REQUIRED WORK
As an exercise, copy out the entries exactly as written.

MATERIAL FOR THIS EXERCISE below:

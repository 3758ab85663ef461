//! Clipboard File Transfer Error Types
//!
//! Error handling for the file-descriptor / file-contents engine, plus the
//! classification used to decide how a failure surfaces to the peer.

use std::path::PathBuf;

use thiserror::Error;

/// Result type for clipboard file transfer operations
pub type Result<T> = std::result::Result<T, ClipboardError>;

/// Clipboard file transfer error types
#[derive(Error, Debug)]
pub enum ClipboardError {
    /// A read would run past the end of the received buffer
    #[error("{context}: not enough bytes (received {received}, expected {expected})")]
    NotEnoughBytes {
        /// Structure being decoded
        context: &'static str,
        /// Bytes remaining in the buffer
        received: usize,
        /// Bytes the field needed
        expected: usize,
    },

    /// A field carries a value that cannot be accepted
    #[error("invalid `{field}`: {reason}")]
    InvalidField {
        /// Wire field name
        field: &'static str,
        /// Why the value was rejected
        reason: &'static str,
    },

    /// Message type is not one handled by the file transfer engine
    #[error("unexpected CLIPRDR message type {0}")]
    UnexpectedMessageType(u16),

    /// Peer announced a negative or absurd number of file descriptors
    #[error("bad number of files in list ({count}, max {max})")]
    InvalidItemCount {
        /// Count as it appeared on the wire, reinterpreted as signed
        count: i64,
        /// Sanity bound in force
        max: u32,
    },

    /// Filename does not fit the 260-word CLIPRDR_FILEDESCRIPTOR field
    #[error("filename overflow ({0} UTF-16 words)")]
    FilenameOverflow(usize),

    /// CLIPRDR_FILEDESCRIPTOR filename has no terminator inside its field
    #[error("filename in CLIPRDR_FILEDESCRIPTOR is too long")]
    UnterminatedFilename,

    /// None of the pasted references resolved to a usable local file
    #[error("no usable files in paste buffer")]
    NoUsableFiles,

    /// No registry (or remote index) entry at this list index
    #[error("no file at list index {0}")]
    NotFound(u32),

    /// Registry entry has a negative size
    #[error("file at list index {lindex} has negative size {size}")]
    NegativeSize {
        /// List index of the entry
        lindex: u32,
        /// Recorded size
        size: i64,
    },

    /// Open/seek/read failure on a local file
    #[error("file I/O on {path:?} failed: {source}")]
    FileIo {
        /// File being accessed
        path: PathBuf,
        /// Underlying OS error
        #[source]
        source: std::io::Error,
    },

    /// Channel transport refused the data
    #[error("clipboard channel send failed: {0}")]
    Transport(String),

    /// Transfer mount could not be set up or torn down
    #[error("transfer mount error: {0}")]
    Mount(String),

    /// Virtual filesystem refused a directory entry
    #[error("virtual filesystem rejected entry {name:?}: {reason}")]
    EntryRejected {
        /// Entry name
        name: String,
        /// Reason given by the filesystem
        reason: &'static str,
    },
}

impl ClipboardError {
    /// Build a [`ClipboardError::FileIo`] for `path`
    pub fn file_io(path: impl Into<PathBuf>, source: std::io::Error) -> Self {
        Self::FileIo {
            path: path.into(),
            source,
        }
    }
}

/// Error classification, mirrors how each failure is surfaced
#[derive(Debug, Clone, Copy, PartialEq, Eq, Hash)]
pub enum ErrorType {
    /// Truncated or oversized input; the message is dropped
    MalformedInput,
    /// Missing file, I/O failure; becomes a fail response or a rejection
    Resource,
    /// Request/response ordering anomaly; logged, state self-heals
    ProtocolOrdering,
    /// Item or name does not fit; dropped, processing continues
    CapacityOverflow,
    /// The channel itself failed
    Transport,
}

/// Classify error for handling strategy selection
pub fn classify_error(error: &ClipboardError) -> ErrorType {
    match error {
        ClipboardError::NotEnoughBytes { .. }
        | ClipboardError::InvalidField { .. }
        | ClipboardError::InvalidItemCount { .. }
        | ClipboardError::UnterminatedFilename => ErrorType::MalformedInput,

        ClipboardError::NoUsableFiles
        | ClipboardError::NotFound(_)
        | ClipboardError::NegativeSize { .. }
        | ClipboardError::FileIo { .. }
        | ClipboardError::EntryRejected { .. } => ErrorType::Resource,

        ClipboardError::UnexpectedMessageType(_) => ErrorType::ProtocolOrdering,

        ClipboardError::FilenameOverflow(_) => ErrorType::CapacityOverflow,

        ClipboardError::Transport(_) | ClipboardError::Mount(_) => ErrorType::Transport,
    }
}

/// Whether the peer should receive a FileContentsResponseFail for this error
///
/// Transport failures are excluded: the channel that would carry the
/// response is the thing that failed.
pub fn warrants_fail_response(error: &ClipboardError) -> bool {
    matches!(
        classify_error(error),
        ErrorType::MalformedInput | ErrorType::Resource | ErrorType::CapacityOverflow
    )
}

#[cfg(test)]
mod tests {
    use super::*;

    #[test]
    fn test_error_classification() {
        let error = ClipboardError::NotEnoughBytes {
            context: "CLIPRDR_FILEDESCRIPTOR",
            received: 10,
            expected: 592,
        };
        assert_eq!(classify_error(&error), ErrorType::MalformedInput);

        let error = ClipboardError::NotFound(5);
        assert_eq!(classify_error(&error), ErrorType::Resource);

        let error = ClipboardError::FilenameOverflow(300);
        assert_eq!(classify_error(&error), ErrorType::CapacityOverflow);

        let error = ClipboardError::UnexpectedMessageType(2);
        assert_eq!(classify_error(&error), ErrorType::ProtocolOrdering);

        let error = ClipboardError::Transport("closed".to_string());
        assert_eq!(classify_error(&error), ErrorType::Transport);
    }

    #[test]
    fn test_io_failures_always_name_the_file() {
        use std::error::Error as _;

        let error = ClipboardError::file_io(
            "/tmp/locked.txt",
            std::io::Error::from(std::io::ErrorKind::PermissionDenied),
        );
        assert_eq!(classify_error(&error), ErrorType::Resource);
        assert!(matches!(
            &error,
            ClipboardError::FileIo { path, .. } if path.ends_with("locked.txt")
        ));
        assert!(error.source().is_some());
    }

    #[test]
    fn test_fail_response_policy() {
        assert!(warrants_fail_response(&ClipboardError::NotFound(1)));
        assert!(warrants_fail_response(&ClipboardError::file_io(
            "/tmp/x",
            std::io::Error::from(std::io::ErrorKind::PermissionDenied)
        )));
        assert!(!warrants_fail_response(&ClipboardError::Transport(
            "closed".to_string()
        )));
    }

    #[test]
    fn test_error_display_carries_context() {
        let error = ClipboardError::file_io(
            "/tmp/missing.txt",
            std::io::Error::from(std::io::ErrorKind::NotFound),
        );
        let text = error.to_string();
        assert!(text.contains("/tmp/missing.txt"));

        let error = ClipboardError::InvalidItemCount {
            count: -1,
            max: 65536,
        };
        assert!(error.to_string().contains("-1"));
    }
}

End of MATERIAL FOR THIS EXERCISE.

OUTPUT
repository 3758ab85663ef461
//! Clipboard File Transfer Error Types
//!
//! Error handling for the file-descriptor / file-contents engine, plus the
//! classification used to decide how a failure surfaces to the peer.

use std::path::PathBuf;

use thiserror::Error;

/// Result type for clipboard file transfer operations
pub type Result<T> = std::result::Result<T, ClipboardError>;

/// Clipboard file transfer error types
#[derive(Error, Debug)]
pub enum ClipboardError {
    /// A read would run past the end of the received buffer
    #[error("{context}: not enough bytes (received {received}, expected {expected})")]
    NotEnoughBytes {
        /// Structure being decoded
        context: &'static str,
        /// Bytes remaining in the buffer
        received: usize,
        /// Bytes the field needed
        expected: usize,
    },

    /// A field carries a value that cannot be accepted
    #[error("invalid `{field}`: {reason}")]
    InvalidField {
        /// Wire field name
        field: &'static str,
        /// Why the value was rejected
        reason: &'static str,
    },

    /// Message type is not one handled by the file transfer engine
    #[error("unexpected CLIPRDR message type {0}")]
    UnexpectedMessageType(u16),

    /// Peer announced a negative or absurd number of file descriptors
    #[error("bad number of files in list ({count}, max {max})")]
    InvalidItemCount {
        /// Count as it appeared on the wire, reinterpreted as signed
        count: i64,
        /// Sanity bound in force
        max: u32,
    },

    /// Filename does not fit the 260-word CLIPRDR_FILEDESCRIPTOR field
    #[error("filename overflow ({0} UTF-16 words)")]
    FilenameOverflow(usize),

    /// CLIPRDR_FILEDESCRIPTOR filename has no terminator inside its field
    #[error("filename in CLIPRDR_FILEDESCRIPTOR is too long")]
    UnterminatedFilename,

    /// None of the pasted references resolved to a usable local file
    #[error("no usable files in paste buffer")]
    NoUsableFiles,

    /// No registry (or remote index) entry at this list index
    #[error("no file at list index {0}")]
    NotFound(u32),

    /// Registry entry has a negative size
    #[error("file at list index {lindex} has negative size {size}")]
    NegativeSize {
        /// List index of the entry
        lindex: u32,
        /// Recorded size
        size: i64,
    },

    /// Open/seek/read failure on a local file
    #[error("file I/O on {path:?} failed: {source}")]
    FileIo {
        /// File being accessed
        path: PathBuf,
        /// Underlying OS error
        #[source]
        source: std::io::Error,
    },

    /// Channel transport refused the data
    #[error("clipboard channel send failed: {0}")]
    Transport(String),

    /// Transfer mount could not be set up or torn down
    #[error("transfer mount error: {0}")]
    Mount(String),

    /// Virtual filesystem refused a directory entry
    #[error("virtual filesystem rejected entry {name:?}: {reason}")]
    EntryRejected {
        /// Entry name
        name: String,
        /// Reason given by the filesystem
        reason: &'static str,
    },
}

impl ClipboardError {
    /// Build a [`ClipboardError::FileIo`] for `path`
    pub fn file_io(path: impl Into<PathBuf>, source: std::io::Error) -> Self {
        Self::FileIo {
            path: path.into(),
            source,
        }
    }
}

/// Error classification, mirrors how each failure is surfaced
#[derive(Debug, Clone, Copy, PartialEq, Eq, Hash)]
pub enum ErrorType {
    /// Truncated or oversized input; the message is dropped
    MalformedInput,
    /// Missing file, I/O failure; becomes a fail response or a rejection
    Resource,
    /// Request/response ordering anomaly; logged, state self-heals
    ProtocolOrdering,
    /// Item or name does not fit; dropped, processing continues
    CapacityOverflow,
    /// The channel itself failed
    Transport,
}

/// Classify error for handling strategy selection
pub fn classify_error(error: &ClipboardError) -> ErrorType {
    match error {
        ClipboardError::NotEnoughBytes { .. }
        | ClipboardError::InvalidField { .. }
        | ClipboardError::InvalidItemCount { .. }
        | ClipboardError::UnterminatedFilename => ErrorType::MalformedInput,

        ClipboardError::NoUsableFiles
        | ClipboardError::NotFound(_)
        | ClipboardError::NegativeSize { .. }
        | ClipboardError::FileIo { .. }
        | ClipboardError::EntryRejected { .. } => ErrorType::Resource,

        ClipboardError::UnexpectedMessageType(_) => ErrorType::ProtocolOrdering,

        ClipboardError::FilenameOverflow(_) => ErrorType::CapacityOverflow,

        ClipboardError::Transport(_) | ClipboardError::Mount(_) => ErrorType::Transport,
    }
}

/// Whether the peer should receive a FileContentsResponseFail for this error
///
/// Transport failures are excluded: the channel that would carry the
/// response is the thing that failed.
pub fn warrants_fail_response(error: &ClipboardError) -> bool {
    matches!(
        classify_error(error),
        ErrorType::MalformedInput | ErrorType::Resource | ErrorType::CapacityOverflow
    )
}

#[cfg(test)]
mod tests {
    use super::*;

    #[test]
    fn test_error_classification() {
        let error = ClipboardError::NotEnoughBytes {
            context: "CLIPRDR_FILEDESCRIPTOR",
            received: 10,
            expected: 592,
        };
        assert_eq!(classify_error(&error), ErrorType::MalformedInput);

        let error = ClipboardError::NotFound(5);
        assert_eq!(classify_error(&error), ErrorType::Resource);

        let error = ClipboardError::FilenameOverflow(300);
        assert_eq!(classify_error(&error), ErrorType::CapacityOverflow);

        let error = ClipboardError::UnexpectedMessageType(2);
        assert_eq!(classify_error(&error), ErrorType::ProtocolOrdering);

        let error = ClipboardError::Transport("closed".to_string());
        assert_eq!(classify_error(&error), ErrorType::Transport);
    }

    #[test]
    fn test_io_failures_always_name_the_file() {
        use std::error::Error as _;

        let error = ClipboardError::file_io(
            "/tmp/locked.txt",
            std::io::Error::from(std::io::ErrorKind::PermissionDenied),
        );
        assert_eq!(classify_error(&error), ErrorType::Resource);
        assert!(matches!(
            &error,
            ClipboardError::FileIo { path, .. } if path.ends_with("locked.txt")
        ));
        assert!(error.source().is_some());
    }

    #[test]
    fn test_fail_response_policy() {
        assert!(warrants_fail_response(&ClipboardError::NotFound(1)));
        assert!(warrants_fail_response(&ClipboardError::file_io(
            "/tmp/x",
            std::io::Error::from(std::io::ErrorKind::PermissionDenied)
        )));
        assert!(!warrants_fail_response(&ClipboardError::Transport(
            "closed".to_string()
        )));
    }

    #[test]
    fn test_error_display_carries_context() {
        let error = ClipboardError::file_io(
            "/tmp/missing.txt",
            std::io::Error::from(std::io::ErrorKind::NotFound),
        );
        let text = error.to_string();
        assert!(text.contains("/tmp/missing.txt"));

        let error = ClipboardError::InvalidItemCount {
            count: -1,
            max: 65536,
        };
        assert!(error.to_string().contains("-1"));
    }
}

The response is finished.